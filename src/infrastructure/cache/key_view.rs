use std::sync::Arc;

use super::expiring::CacheCore;
use crate::domain::CacheError;

/// Lazy accessor for one configured key
///
/// Each read checks staleness on its own and refreshes the whole cache when
/// needed, so views of different keys may be read concurrently.
#[derive(Clone)]
pub struct KeyView {
    name: Arc<str>,
    core: Arc<CacheCore>,
}

impl KeyView {
    pub(super) fn new(name: &str, core: Arc<CacheCore>) -> Self {
        Self {
            name: Arc::from(name),
            core,
        }
    }

    pub fn name(&self) -> &str {
        &self.name
    }

    /// Current value, refreshed from the source first if the cache is stale
    pub async fn get(&self) -> Result<String, CacheError> {
        self.core.read(&self.name).await
    }
}

impl std::fmt::Debug for KeyView {
    fn fmt(&self, f: &mut std::fmt::Formatter<'_>) -> std::fmt::Result {
        f.debug_struct("KeyView").field("name", &self.name).finish()
    }
}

### Brief
Please return each line of the data above in which the word "KeyView" occurs.

### Output
pub struct KeyView {
impl KeyView {
impl std::fmt::Debug for KeyView {
        f.debug_struct("KeyView").field("name", &self.name).finish()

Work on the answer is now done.